Martin Freeman is a long-time friend so I’m loathe to call him on pension issues but I’d like him to look at this photo and ask him what he sees.

Is he looking at a group of over-privileged pensioners eager to exploit an inter-generational transfer. Or is he looking at four ordinary people who happen to be asking for promises on pension increases promised – to be honoured.

For the record – they are L to R:

Jeff Wiltshire – BP Llandarcy & Magnus
Nigel Briggs – BP Tankers, Llandarcy & Baglan Bay
Kelvin Bond – BP Llandarcy, Baglan Bay & Coryton
Mike Slingsby – BP Llandarcy, Baglan Bay, Sunbury + Amoco MH

Four guys who’ve worked their lives for BP and are now asking why BP aren’t paying the inflation linked increases they’ve been promised.  None would have looked out of place on the Kippax Martin!

Here’s a bit of detail

Nigel & Kelvin look after the “Friends of BP Baglan Bay” Facebook Group and Jeff & Kelvin look after the “Memories of BP LLandarcy” Facebook Group and they’ve all been actively involved in the BP Pensioner Group campaign for the last year.
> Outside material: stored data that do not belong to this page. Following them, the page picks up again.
//! Per-dependency circuit breaker
//!
//! Protects external dependencies from hammering while they are down. The
//! breaker opens on N consecutive failures or M failures inside a sliding
//! window, cools down, then admits exactly one half-open probe.
//!
//! # State Machine
//!
//! ```text
//! ┌─────────┐  N consecutive / M in window  ┌─────────┐   cooldown   ┌──────────┐
//! │ Closed  │ ────────────────────────────► │  Open   │ ───────────► │ HalfOpen │
//! └─────────┘                               └─────────┘              └──────────┘
//!      ▲                                         ▲                        │
//!      │             probe success               │     probe failure      │
//!      └─────────────────────────────────────────┴────────────────────────┘
//! ```

use std::collections::VecDeque;
use std::time::{Duration, Instant};

use parking_lot::Mutex;
use serde::{Deserialize, Serialize};

use tradeloop_contracts::duration_millis;

/// Circuit breaker states
#[derive(Debug, Clone, Copy, PartialEq, Eq, Serialize, Deserialize)]
#[serde(rename_all = "snake_case")]
pub enum CircuitState {
    /// Normal operation, all calls allowed
    Closed,

    /// Failure threshold exceeded, calls rejected until cooldown elapses
    Open,

    /// Testing recovery; exactly one probe in flight
    HalfOpen,
}

impl std::fmt::Display for CircuitState {
    fn fmt(&self, f: &mut std::fmt::Formatter<'_>) -> std::fmt::Result {
        match self {
            Self::Closed => write!(f, "closed"),
            Self::Open => write!(f, "open"),
            Self::HalfOpen => write!(f, "half_open"),
        }
    }
}

/// Circuit breaker configuration
#[derive(Debug, Clone, Serialize, Deserialize, PartialEq)]
pub struct CircuitBreakerConfig {
    /// Consecutive failures required to open the circuit
    pub failure_threshold: u32,

    /// Total failures inside the sliding window that also open it
    pub window_threshold: u32,

    /// Sliding window size for failure counting
    #[serde(with = "duration_millis")]
    pub window: Duration,

    /// Time to wait before admitting a half-open probe
    #[serde(with = "duration_millis")]
    pub cooldown: Duration,
}

impl Default for CircuitBreakerConfig {
    fn default() -> Self {
        Self {
            failure_threshold: 5,
            window_threshold: 10,
            window: Duration::from_secs(60),
            cooldown: Duration::from_secs(30),
        }
    }
}

impl CircuitBreakerConfig {
    pub fn new() -> Self {
        Self::default()
    }

    pub fn with_failure_threshold(mut self, threshold: u32) -> Self {
        self.failure_threshold = threshold.max(1);
        self
    }

    pub fn with_window_threshold(mut self, threshold: u32) -> Self {
        self.window_threshold = threshold.max(1);
        self
    }

    pub fn with_window(mut self, window: Duration) -> Self {
        self.window = window;
        self
    }

    pub fn with_cooldown(mut self, cooldown: Duration) -> Self {
        self.cooldown = cooldown;
        self
    }
}

/// Outcome of asking the breaker for permission
#[derive(Debug, Clone, Copy, PartialEq, Eq)]
pub enum CircuitDecision {
    /// Circuit closed; call freely
    Allow,

    /// Circuit half-open and this caller holds the single probe slot
    Probe,

    /// Circuit open; try again after `retry_in`
    Rejected { retry_in: Duration },
}

/// State change produced by recording an outcome
#[derive(Debug, Clone, Copy, PartialEq, Eq)]
pub enum CircuitTransition {
    Opened,
    Closed,
}

struct BreakerInner {
    state: CircuitState,
    consecutive_failures: u32,
    window_failures: VecDeque<Instant>,
    opened_at: Option<Instant>,
    probe_in_flight: bool,
}

/// In-process circuit breaker for one dependency
///
/// All transitions happen inside a short critical section; callers report
/// outcomes and receive the transition (if any) so they can emit
/// `CircuitOpened`/`CircuitClosed` events.
pub struct CircuitBreaker {
    dependency: String,
    config: CircuitBreakerConfig,
    inner: Mutex<BreakerInner>,
}

impl CircuitBreaker {
    pub fn new(dependency: impl Into<String>, config: CircuitBreakerConfig) -> Self {
        Self {
            dependency: dependency.into(),
            config,
            inner: Mutex::new(BreakerInner {
                state: CircuitState::Closed,
                consecutive_failures: 0,
                window_failures: VecDeque::new(),
                opened_at: None,
                probe_in_flight: false,
            }),
        }
    }

    pub fn dependency(&self) -> &str {
        &self.dependency
    }

    pub fn config(&self) -> &CircuitBreakerConfig {
        &self.config
    }

    pub fn state(&self) -> CircuitState {
        self.inner.lock().state
    }

    /// Remaining cooldown, when the circuit is open
    pub fn cooldown_remaining(&self) -> Option<Duration> {
        let inner = self.inner.lock();
        if inner.state != CircuitState::Open {
            return None;
        }
        inner
            .opened_at
            .map(|at| self.config.cooldown.saturating_sub(at.elapsed()))
    }

    /// Ask for permission to call the dependency
    pub fn acquire(&self) -> CircuitDecision {
        let mut inner = self.inner.lock();
        match inner.state {
            CircuitState::Closed => CircuitDecision::Allow,
            CircuitState::Open => {
                let elapsed = inner
                    .opened_at
                    .map(|at| at.elapsed())
                    .unwrap_or(Duration::ZERO);
                if elapsed >= self.config.cooldown {
                    inner.state = CircuitState::HalfOpen;
                    inner.probe_in_flight = true;
                    CircuitDecision::Probe
                } else {
                    CircuitDecision::Rejected {
                        retry_in: self.config.cooldown - elapsed,
                    }
                }
            }
            CircuitState::HalfOpen => {
                if inner.probe_in_flight {
                    // One probe outstanding; everyone else waits a full cooldown
                    CircuitDecision::Rejected {
                        retry_in: self.config.cooldown,
                    }
                } else {
                    inner.probe_in_flight = true;
                    CircuitDecision::Probe
                }
            }
        }
    }

    /// Record a successful call; returns `Closed` when the probe closes the
    /// circuit.
    pub fn record_success(&self) -> Option<CircuitTransition> {
        let mut inner = self.inner.lock();
        match inner.state {
            CircuitState::Closed => {
                inner.consecutive_failures = 0;
                None
            }
            CircuitState::HalfOpen => {
                inner.state = CircuitState::Closed;
                inner.consecutive_failures = 0;
                inner.window_failures.clear();
                inner.opened_at = None;
                inner.probe_in_flight = false;
                Some(CircuitTransition::Closed)
            }
            // A success racing an open circuit is stale; ignore it
            CircuitState::Open => None,
        }
    }

    /// Record a failed call; returns `Opened` when the circuit trips.
    pub fn record_failure(&self) -> Option<CircuitTransition> {
        let now = Instant::now();
        let mut inner = self.inner.lock();
        match inner.state {
            CircuitState::Closed => {
                inner.consecutive_failures += 1;
                inner.window_failures.push_back(now);
                let window = self.config.window;
                while let Some(front) = inner.window_failures.front() {
                    if now.duration_since(*front) > window {
                        inner.window_failures.pop_front();
                    } else {
                        break;
                    }
                }

                if inner.consecutive_failures >= self.config.failure_threshold
                    || inner.window_failures.len() as u32 >= self.config.window_threshold
                {
                    inner.state = CircuitState::Open;
                    inner.opened_at = Some(now);
                    inner.probe_in_flight = false;
                    Some(CircuitTransition::Opened)
                } else {
                    None
                }
            }
            CircuitState::HalfOpen => {
                inner.state = CircuitState::Open;
                inner.opened_at = Some(now);
                inner.probe_in_flight = false;
                Some(CircuitTransition::Opened)
            }
            CircuitState::Open => None,
        }
    }

    /// Return an unused probe slot
    ///
    /// Called when a `Probe` holder aborts without reaching the dependency
    /// (rate-deferred, cancelled, lost a CAS race), so the next caller can
    /// probe instead of waiting out another cooldown.
    pub fn release_probe(&self) {
        let mut inner = self.inner.lock();
        if inner.state == CircuitState::HalfOpen {
            inner.probe_in_flight = false;
        }
    }

    /// Reset to closed (admin/test operation)
    pub fn reset(&self) {
        let mut inner = self.inner.lock();
        inner.state = CircuitState::Closed;
        inner.consecutive_failures = 0;
        inner.window_failures.clear();
        inner.opened_at = None;
        inner.probe_in_flight = false;
    }
}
Turns out their  combined ages are 292 years with combined BP Service of 145 years – the common link being BP Llandarcy in their  early BP years.

Their BP careers overlap in so many areas – Apprentices, Lube Oils, Queens Dock, Chlorine, Alcohols, Cracker, Shiftwork etc – a lot of memories to discuss but sadly they talked about the number of ex colleagues they had lost recently as well as the large number of BP Pensioners who still live in the local area.


Paying pensions – it’s what we do.

The point of occupational pension schemes was to provide a healthy and long retirement to pensioners. It was not to de-risk these liabilities through getting them to buy-out their pension liabilities through CETVs, or pension increase exchanges, it was to maximise their after-work wages with the money the trustees could make for them.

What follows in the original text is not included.